Report only the number of lines that contain the string "when" in the records below.
====================
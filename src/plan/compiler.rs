use tracing::debug;

use crate::config::{ParallelMode, RunConfig};
use crate::error::ConfigError;
use crate::graph::layers::{affinity_chains, ready_sets};
use crate::graph::{self, DependencyGraph};
use crate::model::{ParallelHint, Unit};
use crate::plan::types::{ExecutionPlan, Lane};

/// Compile declared units into an execution plan.
///
/// Resolves the dependency graph, layers it, and assigns every unit a lane
/// according to the run's parallel mode, thread affinity and strictness.
///
/// # Errors
///
/// Returns [`ConfigError`] if the graph cannot be built.
pub fn compile(units: Vec<Unit>, config: &RunConfig) -> Result<ExecutionPlan, ConfigError> {
    let graph = graph::build(&units)?;
    let ready_sets = ready_sets(&graph, &units);

    let chains = if config.thread_affinity && config.parallel != ParallelMode::None {
        affinity_chains(&graph, &units)
    } else {
        vec![None; units.len()]
    };
    let affinity_count = chains.iter().flatten().max().map_or(0, |m| m + 1);

    let mut lanes = Vec::with_capacity(units.len());
    let mut downgraded = Vec::new();
    for (i, unit) in units.iter().enumerate() {
        let lane = if let Some(chain) = chains[i] {
            Lane::Affinity(chain)
        } else if is_ambiguous(unit, i, &graph, config) {
            debug!(unit = %unit.name, "ambiguous parallel unit falls back to sequential");
            downgraded.push(i);
            Lane::Sequential
        } else {
            lane_for(unit, config.parallel)
        };
        lanes.push(lane);
    }

    debug!(
        units = units.len(),
        layers = ready_sets.len(),
        affinity_chains = affinity_count,
        downgraded = downgraded.len(),
        "compiled execution plan"
    );

    Ok(ExecutionPlan {
        units,
        graph,
        ready_sets,
        lanes,
        affinity_chains: affinity_count,
        downgraded,
    })
}

/// A unit that does not say how it wants to run but whose ordering
/// constraints make concurrent execution questionable.
fn is_ambiguous(unit: &Unit, index: usize, graph: &DependencyGraph, config: &RunConfig) -> bool {
    !config.strict_parallel
        && config.parallel != ParallelMode::None
        && unit.parallel == ParallelHint::Inherit
        && (graph.is_linked(index) || unit.priority != 0)
}

fn lane_for(unit: &Unit, mode: ParallelMode) -> Lane {
    if unit.parallel == ParallelHint::Sequential {
        return Lane::Sequential;
    }
    match mode {
        ParallelMode::None => Lane::Sequential,
        ParallelMode::Methods => Lane::Free,
        ParallelMode::Classes => Lane::Class(unit.class.clone()),
        ParallelMode::Instances => match &unit.instance {
            Some(instance) => Lane::Instance(instance.id()),
            None => Lane::Class(unit.class.clone()),
        },
    }
}

#[cfg(test)]
mod tests {
    use super::*;
    use crate::error::InvocationError;
    use crate::model::{Instance, InvocationContext};

    fn noop(_: &InvocationContext<'_>) -> Result<(), InvocationError> {
        Ok(())
    }

    fn unit(name: &str) -> Unit {
        Unit::new(name, noop)
    }

    fn config(parallel: ParallelMode) -> RunConfig {
        RunConfig {
            parallel,
            ..RunConfig::default()
        }
    }

    #[test]
    fn no_parallelism_is_one_sequential_lane() {
        let plan = compile(vec![unit("a"), unit("b")], &RunConfig::default()).unwrap();
        assert_eq!(plan.lanes, vec![Lane::Sequential, Lane::Sequential]);
        assert!(plan.downgraded.is_empty());
    }

    #[test]
    fn methods_mode_frees_independent_units() {
        let plan = compile(vec![unit("a"), unit("b")], &config(ParallelMode::Methods)).unwrap();
        assert_eq!(plan.lanes, vec![Lane::Free, Lane::Free]);
    }

    #[test]
    fn classes_mode_lanes_by_class() {
        let plan = compile(
            vec![unit("a").in_class("A"), unit("b").in_class("B")],
            &config(ParallelMode::Classes),
        )
        .unwrap();
        assert_eq!(
            plan.lanes,
            vec![Lane::Class("A".into()), Lane::Class("B".into())]
        );
    }

    #[test]
    fn instances_mode_lanes_by_instance() {
        let i1 = Instance::new("Sample", 1);
        let i2 = Instance::new("Sample", 2);
        let plan = compile(
            vec![
                unit("a").on_instance(i1.clone()),
                unit("b").on_instance(i2.clone()),
            ],
            &config(ParallelMode::Instances),
        )
        .unwrap();
        assert_eq!(
            plan.lanes,
            vec![Lane::Instance(i1.id()), Lane::Instance(i2.id())]
        );
    }

    #[test]
    fn ambiguous_units_are_downgraded() {
        let plan = compile(
            vec![unit("a"), unit("b").depends_on(["a"]), unit("c")],
            &config(ParallelMode::Methods),
        )
        .unwrap();
        assert_eq!(plan.lanes, vec![Lane::Sequential, Lane::Sequential, Lane::Free]);
        assert_eq!(plan.downgraded, vec![0, 1]);
        assert!(plan.is_downgraded(1));
        assert!(!plan.is_downgraded(2));
    }

    #[test]
    fn strict_parallel_never_downgrades() {
        let cfg = RunConfig {
            strict_parallel: true,
            ..config(ParallelMode::Methods)
        };
        let plan = compile(vec![unit("a"), unit("b").depends_on(["a"])], &cfg).unwrap();
        assert_eq!(plan.lanes, vec![Lane::Free, Lane::Free]);
        assert!(plan.downgraded.is_empty());
    }

    #[test]
    fn explicit_hints_are_honoured() {
        let plan = compile(
            vec![
                unit("a").parallel(ParallelHint::Parallel),
                unit("b")
                    .depends_on(["a"])
                    .parallel(ParallelHint::Sequential),
            ],
            &config(ParallelMode::Methods),
        )
        .unwrap();
        assert_eq!(plan.lanes, vec![Lane::Free, Lane::Sequential]);
        assert!(plan.downgraded.is_empty());
    }

    #[test]
    fn affinity_assigns_chain_lanes() {
        let cfg = RunConfig {
            thread_affinity: true,
            ..config(ParallelMode::Methods)
        };
        let plan = compile(
            vec![unit("a"), unit("b").depends_on(["a"]), unit("c")],
            &cfg,
        )
        .unwrap();
        assert_eq!(
            plan.lanes,
            vec![Lane::Affinity(0), Lane::Affinity(0), Lane::Free]
        );
        assert_eq!(plan.affinity_chains, 1);
    }

    #[test]
    fn configuration_errors_surface() {
        let err = compile(vec![unit("a").depends_on(["missing"])], &RunConfig::default());
        assert!(matches!(err, Err(ConfigError::UnresolvedDependency { .. })));
    }

    #[test]
    fn order_follows_layers() {
        let plan = compile(
            vec![unit("b").depends_on(["a"]), unit("a")],
            &RunConfig::default(),
        )
        .unwrap();
        assert_eq!(plan.order(), vec!["a", "b"]);
    }
}
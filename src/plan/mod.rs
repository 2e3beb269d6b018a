pub mod compiler;
pub mod types;

pub use compiler::compile;
pub use types::{ExecutionPlan, Lane};
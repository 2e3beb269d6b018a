//! Bounded worker pools and the executor seam.

use std::collections::VecDeque;
use std::panic::{AssertUnwindSafe, catch_unwind};
use std::sync::Arc;
use std::thread::{self, JoinHandle};

use parking_lot::{Condvar, Mutex};
use tracing::{debug, warn};

use crate::error::PoolError;
use crate::util::panic_message;

/// A unit of work for a pool.
pub type Job = Box<dyn FnOnce() + Send + 'static>;

/// Something that runs jobs on other threads.
pub trait Executor: Send + Sync {
    /// Hand over a job. Blocks while the executor is saturated.
    ///
    /// # Errors
    ///
    /// Returns [`PoolError`] once the executor has been shut down.
    fn execute(&self, job: Job) -> Result<(), PoolError>;

    /// Stop accepting work, finish what was accepted, release the threads.
    fn shutdown(&self);

    fn label(&self) -> &str;
}

/// Creates executors for the scheduler. Supplying one replaces the
/// built-in [`WorkerPool`] for every pool the engine creates.
pub trait ExecutorFactory: Send + Sync {
    fn create(&self, label: &str, size: usize) -> Arc<dyn Executor>;
}

/// The default factory.
#[derive(Debug, Default, Clone, Copy)]
pub struct WorkerPoolFactory;

impl ExecutorFactory for WorkerPoolFactory {
    fn create(&self, label: &str, size: usize) -> Arc<dyn Executor> {
        Arc::new(WorkerPool::new(label, size))
    }
}

struct State {
    queue: VecDeque<Job>,
    /// Accepted jobs not yet finished, queued or running.
    in_flight: usize,
    workers: Vec<JoinHandle<()>>,
    shutdown: bool,
}

struct Shared {
    state: Mutex<State>,
    /// Signalled when a job is queued or the pool shuts down.
    work: Condvar,
    /// Signalled when a job finishes.
    capacity: Condvar,
}

/// A fixed-size pool of named threads.
///
/// Workers are started on demand, one per accepted job, until `size` exist;
/// later jobs go to idle workers. `execute` blocks while `size` jobs are in
/// flight, so the pool never holds more than `size` jobs.
pub struct WorkerPool {
    label: String,
    size: usize,
    shared: Arc<Shared>,
}

impl WorkerPool {
    pub fn new(label: impl Into<String>, size: usize) -> Self {
        Self {
            label: label.into(),
            size: size.max(1),
            shared: Arc::new(Shared {
                state: Mutex::new(State {
                    queue: VecDeque::new(),
                    in_flight: 0,
                    workers: Vec::new(),
                    shutdown: false,
                }),
                work: Condvar::new(),
                capacity: Condvar::new(),
            }),
        }
    }

    pub fn size(&self) -> usize {
        self.size
    }

    /// Threads started so far.
    pub fn worker_count(&self) -> usize {
        self.shared.state.lock().workers.len()
    }
}

impl Executor for WorkerPool {
    fn execute(&self, job: Job) -> Result<(), PoolError> {
        let mut state = self.shared.state.lock();
        while state.in_flight >= self.size && !state.shutdown {
            self.shared.capacity.wait(&mut state);
        }
        if state.shutdown {
            return Err(PoolError::ShutDown(self.label.clone()));
        }

        if state.workers.len() < self.size {
            let shared = Arc::clone(&self.shared);
            let name = format!("{}-{}", self.label, state.workers.len() + 1);
            let spawned = thread::Builder::new()
                .name(name.clone())
                .spawn(move || worker_loop(&shared, job));
            match spawned {
                Ok(handle) => {
                    debug!(thread = %name, "started worker");
                    state.workers.push(handle);
                }
                Err(e) => {
                    return Err(PoolError::Spawn {
                        pool: self.label.clone(),
                        message: e.to_string(),
                    });
                }
            }
        } else {
            state.queue.push_back(job);
            self.shared.work.notify_one();
        }
        state.in_flight += 1;
        Ok(())
    }

    fn shutdown(&self) {
        let workers = {
            let mut state = self.shared.state.lock();
            state.shutdown = true;
            self.shared.work.notify_all();
            self.shared.capacity.notify_all();
            std::mem::take(&mut state.workers)
        };
        let me = thread::current().id();
        for handle in workers {
            if handle.thread().id() == me {
                continue;
            }
            if handle.join().is_err() {
                warn!(pool = %self.label, "worker thread panicked");
            }
        }
    }

    fn label(&self) -> &str {
        &self.label
    }
}

impl Drop for WorkerPool {
    fn drop(&mut self) {
        self.shutdown();
    }
}

fn worker_loop(shared: &Shared, first: Job) {
    let mut job = first;
    loop {
        if let Err(payload) = catch_unwind(AssertUnwindSafe(job)) {
            warn!(panic = %panic_message(payload.as_ref()), "job panicked");
        }
        let mut state = shared.state.lock();
        state.in_flight -= 1;
        shared.capacity.notify_all();
        job = loop {
            if let Some(next) = state.queue.pop_front() {
                break next;
            }
            if state.shutdown {
                return;
            }
            shared.work.wait(&mut state);
        };
    }
}
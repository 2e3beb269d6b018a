use tracing::{debug, warn};

use crate::error::DataSourceError;
use crate::model::{Invocation, Unit};
use crate::params::{ParamStream, ProviderError, SkipSource, SourceContext, TableStream};

/// Turns one unit (and its parameter source, if any) into invocations.
///
/// The expander is the only reader of the underlying stream: it pulls one
/// tuple at a time on the thread that owns the unit, even when the resulting
/// invocations are dispatched to a pool. Retries reuse an already produced
/// [`Invocation`] and never come back here.
pub struct Expander<'a> {
    unit_index: usize,
    unit: &'a Unit,
    stream: Box<dyn ParamStream>,
    next_index: usize,
    size_hint: Option<usize>,
    done: bool,
}

impl<'a> Expander<'a> {
    /// Evaluate the unit's source. Static sources are fully materialized here.
    ///
    /// # Errors
    ///
    /// Returns [`DataSourceError`] if the provider raised or returned a null
    /// data set.
    pub fn open(unit_index: usize, unit: &'a Unit) -> Result<Self, DataSourceError> {
        let stream: Box<dyn ParamStream> = match &unit.source {
            None => Box::new(TableStream::new(vec![Vec::new()])),
            Some(source) => {
                let ctx = SourceContext {
                    unit: &unit.name,
                    instance: unit.instance.as_ref(),
                };
                match source.open(&ctx) {
                    Ok(Some(stream)) => stream,
                    Ok(None) => {
                        warn!(unit = %unit.name, provider = source.name(), "data provider returned null");
                        return Err(DataSourceError::NullDataSet {
                            unit: unit.name.clone(),
                            provider: source.name().to_owned(),
                        });
                    }
                    Err(e) => return Err(provider_failed(unit, &e)),
                }
            }
        };
        let size_hint = stream.size_hint();
        debug!(unit = %unit.name, ?size_hint, "expanded parameter source");
        Ok(Self {
            unit_index,
            unit,
            stream,
            next_index: 0,
            size_hint,
            done: false,
        })
    }

    /// Total number of invocations, known for static sources only.
    pub fn size_hint(&self) -> Option<usize> {
        self.size_hint
    }

    /// Number of invocations produced so far.
    pub fn produced(&self) -> usize {
        self.next_index
    }
}

impl Iterator for Expander<'_> {
    type Item = Result<Invocation, DataSourceError>;

    fn next(&mut self) -> Option<Self::Item> {
        if self.done {
            return None;
        }
        match self.stream.next_params() {
            Ok(Some(params)) => {
                let invocation = Invocation {
                    unit_index: self.unit_index,
                    unit: self.unit.name.clone(),
                    index: self.next_index,
                    params,
                    instance: self.unit.instance.clone(),
                };
                self.next_index += 1;
                Some(Ok(invocation))
            }
            Ok(None) => {
                self.done = true;
                None
            }
            Err(e) => {
                self.done = true;
                Some(Err(provider_failed(self.unit, &e)))
            }
        }
    }
}

fn provider_failed(unit: &Unit, err: &ProviderError) -> DataSourceError {
    let provider = unit
        .source
        .as_ref()
        .map(|s| s.name().to_owned())
        .unwrap_or_default();
    if let Some(skip) = err.downcast_ref::<SkipSource>() {
        debug!(unit = %unit.name, %provider, reason = %skip.reason, "data provider skipped its unit");
        return DataSourceError::Skipped {
            unit: unit.name.clone(),
            provider,
            reason: skip.reason.clone(),
        };
    }
    warn!(unit = %unit.name, %provider, error = %err, "data provider failed");
    DataSourceError::ProviderFailed {
        unit: unit.name.clone(),
        provider,
        message: err.to_string(),
    }
}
====================
* **Output of the exercise**
3